South African-born Peter Michaelson (57) was an acclaimed master swimmer and got much joy from swimming in the ocean. However, it was in the water off the coast of Sydney, Australia, where he lived that he had a freak accident that led to his death.

He and Roy Cohen both left Johannesburg for Sydney decades ago, and although they didn’t know each other in South Africa, they became firm friends in Australia. Both excellent swimmers, they were enjoying the ocean at Bondi Beach after work on 1 February, when the unthinkable happened: Michaelson dived into the water, possibly onto some rocks, and suffered catastrophic injuries, including skull and vertebrae fractures.

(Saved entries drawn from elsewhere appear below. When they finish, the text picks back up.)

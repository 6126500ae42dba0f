//! Configuration for the nobu dev server with multi-source loading.
//!
//! Merges settings from CLI args, environment variables, and a config file.
//! Priority: CLI > Environment > File > Defaults

mod defaults;
mod loading;
mod validation;

use nobu::HandlerOptions;
use serde::{Deserialize, Serialize};
use std::path::PathBuf;

pub use defaults::*;

/// File name looked up in the project root when `--config` is not given.
pub const CONFIG_FILE: &str = "nobu.config.json";

/// nobu configuration - loaded from nobu.config.json, NOBU_* or CLI args.
#[derive(Debug, Clone, PartialEq, Eq, Serialize, Deserialize)]
#[serde(rename_all = "camelCase", deny_unknown_fields)]
pub struct NobuConfig {
    /// Project root served at `/`
    #[serde(default = "default_root")]
    pub root: PathBuf,

    /// Entry document served for `/`, relative to `root`
    #[serde(default = "default_index")]
    pub index: String,

    /// Directory holding installed packages, absolute or relative to `root`
    #[serde(default = "default_modules_dir")]
    pub modules_dir: PathBuf,

    /// Directory static assets are served from, absolute or relative to
    /// `root` (defaults to `root`)
    #[serde(default, skip_serializing_if = "Option::is_none")]
    pub asset_dir: Option<PathBuf>,

    /// Address to bind
    #[serde(default = "default_host")]
    pub host: String,

    /// Port to listen on
    #[serde(default = "default_port")]
    pub port: u16,

    /// Open the browser once listening
    #[serde(default)]
    pub open: bool,
}

impl Default for NobuConfig {
    fn default() -> Self {
        Self {
            root: default_root(),
            index: default_index(),
            modules_dir: default_modules_dir(),
            asset_dir: None,
            host: default_host(),
            port: default_port(),
            open: false,
        }
    }
}

impl NobuConfig {
    /// Options for the request handler.
    pub fn to_handler_options(&self) -> HandlerOptions {
        let options = HandlerOptions::new(&self.root)
            .with_index(&self.index)
            .with_modules_dir(&self.modules_dir);

        match &self.asset_dir {
            Some(dir) => options.with_asset_dir(dir),
            None => options,
        }
    }
}
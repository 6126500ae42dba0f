//! Command-line interface definition for nobu.
//!
//! Global flags control logging and colors; each subcommand carries its
//! own arguments. Every argument is optional so that `nobu.config.json`
//! and `NOBU_*` environment variables can fill the gaps.

mod commands;
mod validation;

use clap::Parser;

pub use commands::{Command, DevArgs};
pub use validation::parse_host;

/// nobu - a development server for native ES modules
#[derive(Parser, Debug)]
#[command(
    name = "nobu",
    version,
    about = "Serve native ES modules and Vue components without bundling",
    long_about = "nobu serves your project straight from disk. Bare imports are rewritten to\n\
                  /@modules/ URLs, dependencies are resolved through package.json, and Vue\n\
                  single-file components are split into script, template and style modules."
)]
pub struct Cli {
    /// Enable verbose logging (debug level)
    ///
    /// Logs how every request is classified and which files are read.
    #[arg(short, long, global = true)]
    pub verbose: bool,

    /// Suppress all output except errors
    #[arg(short, long, global = true, conflicts_with = "verbose")]
    pub quiet: bool,

    /// Disable colored output
    #[arg(long, global = true)]
    pub no_color: bool,

    /// Subcommand to execute
    #[command(subcommand)]
    pub command: Command,
}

Along with their friend, Lawrence Kopping, who is also a South African expat, they usually swam to Flat Rock, about 200m away, and relaxed there before heading back. “This time, we swam to the boat ramp, then walked to Flat Rock. We were there for a bit, and then jumped in to swim back to shore. Lawrence and I were already in the water, so we didn’t see exactly what happened, but Pete must have dived in and hit some rocks that were submerged.

“Thirty seconds later, we looked around and couldn’t see him. We then saw he was on top of the rocks – he must have been washed back onto them. We started to do CPR, and there happened to be a nurse there who helped us. Lifeguards from the beach responded very quickly. I’m not sure who called for help, but there was quite a commotion. Paramedics were called, and they worked on him for about half an hour. They then carried him up off the rocks to the ambulance, and he was taken to hospital. He passed away the next day.”

“The only consolation is that he didn’t suffer,” says Cohen. “Pete was a powerful and accomplished swimmer who broke records as well as mentored others. We’ve done that swim a hundred times. He was the best swimmer and diver amongst us. But he died doing what he loved.”

His cousin in Cape Town, Trevor Abromowitz, says that Peter’s wife, Leeanne, was visiting her sister in Perth when the accident occurred, and had to rush back. He was told that Peter’s 17-year-old daughter, Siena, held his hand at his hospital bedside while the room filled with people. “Everyone loved him and wanted to be there for him.” Cohen says Peter’s daughter and wife were his pride and joy.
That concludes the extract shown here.